<<<<

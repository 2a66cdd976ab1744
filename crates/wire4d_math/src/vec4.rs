//! 4D Vector type

use bytemuck::{Pod, Zeroable};
use serde::{Deserialize, Serialize};

use crate::rotation::{rotate_pair, RotationPlane, Vector};
use crate::Vec3;

/// 4D Vector with x, y, z, w components
/// The w component represents the 4th spatial dimension
#[repr(C)]
#[derive(Clone, Copy, Debug, Default, PartialEq, Pod, Zeroable, Serialize, Deserialize)]
pub struct Vec4 {
    pub x: f32,
    pub y: f32,
    pub z: f32,
    pub w: f32,
}

impl Vec4 {
    pub const ZERO: Self = Self { x: 0.0, y: 0.0, z: 0.0, w: 0.0 };

    /// Create a new Vec4
    #[inline]
    pub const fn new(x: f32, y: f32, z: f32, w: f32) -> Self {
        Self { x, y, z, w }
    }

    /// Length squared
    #[inline]
    pub fn length_squared(self) -> f32 {
        self.x * self.x + self.y * self.y + self.z * self.z + self.w * self.w
    }

    #[inline]
    pub fn rotate_yz(self, angle: f32) -> Self {
        let (y, z) = rotate_pair(self.y, self.z, angle);
        Self { y, z, ..self }
    }

    #[inline]
    pub fn rotate_xz(self, angle: f32) -> Self {
        let (x, z) = rotate_pair(self.x, self.z, angle);
        Self { x, z, ..self }
    }

    #[inline]
    pub fn rotate_xy(self, angle: f32) -> Self {
        let (x, y) = rotate_pair(self.x, self.y, angle);
        Self { x, y, ..self }
    }

    /// Rotate in the WX plane (W is the first axis of the pair)
    #[inline]
    pub fn rotate_wx(self, angle: f32) -> Self {
        let (w, x) = rotate_pair(self.w, self.x, angle);
        Self { w, x, ..self }
    }

    /// Rotate in the WY plane (W is the first axis of the pair)
    #[inline]
    pub fn rotate_wy(self, angle: f32) -> Self {
        let (w, y) = rotate_pair(self.w, self.y, angle);
        Self { w, y, ..self }
    }

    /// Rotate in the WZ plane (W is the first axis of the pair)
    #[inline]
    pub fn rotate_wz(self, angle: f32) -> Self {
        let (w, z) = rotate_pair(self.w, self.z, angle);
        Self { w, z, ..self }
    }
}

impl Vector for Vec4 {
    const DIMENSION: usize = 4;
    const PLANES: &'static [RotationPlane] = &RotationPlane::ALL;

    fn rotate(self, plane: RotationPlane, angle: f32) -> Self {
        match plane {
            RotationPlane::YZ => self.rotate_yz(angle),
            RotationPlane::XZ => self.rotate_xz(angle),
            RotationPlane::XY => self.rotate_xy(angle),
            RotationPlane::WX => self.rotate_wx(angle),
            RotationPlane::WY => self.rotate_wy(angle),
            RotationPlane::WZ => self.rotate_wz(angle),
        }
    }

    /// Drops W. It only reaches the screen through the W-plane rotations.
    #[inline]
    fn xyz(self) -> Vec3 {
        Vec3::new(self.x, self.y, self.z)
    }
}

#[cfg(test)]
mod tests {
    use super::*;
    use std::f32::consts::FRAC_PI_2;

    #[test]
    fn test_new() {
        let v = Vec4::new(1.0, 2.0, 3.0, 4.0);
        assert_eq!(v.x, 1.0);
        assert_eq!(v.y, 2.0);
        assert_eq!(v.z, 3.0);
        assert_eq!(v.w, 4.0);
    }

    #[test]
    fn test_rotate_wx_quarter_turn() {
        // w' = w cos - x sin, x' = w sin + x cos
        let v = Vec4 { w: 1.0, x: 0.0, y: 0.2, z: 0.3 }.rotate_wx(FRAC_PI_2);
        assert!(v.w.abs() < 1e-6);
        assert!((v.x - 1.0).abs() < 1e-6);
        assert_eq!(v.y, 0.2);
        assert_eq!(v.z, 0.3);
    }

    #[test]
    fn test_rotate_wz_moves_depth() {
        let v = Vec4 { w: 0.5, x: 0.0, y: 0.0, z: 0.0 }.rotate_wz(FRAC_PI_2);
        assert!((v.z - 0.5).abs() < 1e-6);
        assert!(v.w.abs() < 1e-6);
    }

    #[test]
    fn test_each_plane_preserves_length() {
        let v = Vec4 { w: -0.5, x: -0.5, y: 0.5, z: -0.5 };
        for &plane in Vec4::PLANES {
            let r = v.rotate(plane, 1.234);
            assert!((r.length_squared() - v.length_squared()).abs() < 1e-5, "{plane:?}");
        }
    }

    #[test]
    fn test_zero_angle_is_identity() {
        let v = Vec4 { w: 0.5, x: -0.5, y: -0.5, z: 0.5 };
        for &plane in Vec4::PLANES {
            assert_eq!(v.rotate(plane, 0.0), v);
        }
    }

    #[test]
    fn test_xyz_drops_w() {
        let v = Vec4::new(1.0, 2.0, 3.0, 4.0);
        assert_eq!(v.xyz(), Vec3::new(1.0, 2.0, 3.0));
    }

    #[test]
    fn test_all_planes_supported() {
        for plane in RotationPlane::ALL {
            assert!(Vec4::supports(plane));
        }
    }
}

>>>>

## TASK
Every line above that includes the string "Vector" needs to be copied.

## YOUR RESPONSE
//! 4D Vector type
use crate::rotation::{rotate_pair, RotationPlane, Vector};
/// 4D Vector with x, y, z, w components
impl Vector for Vec4 {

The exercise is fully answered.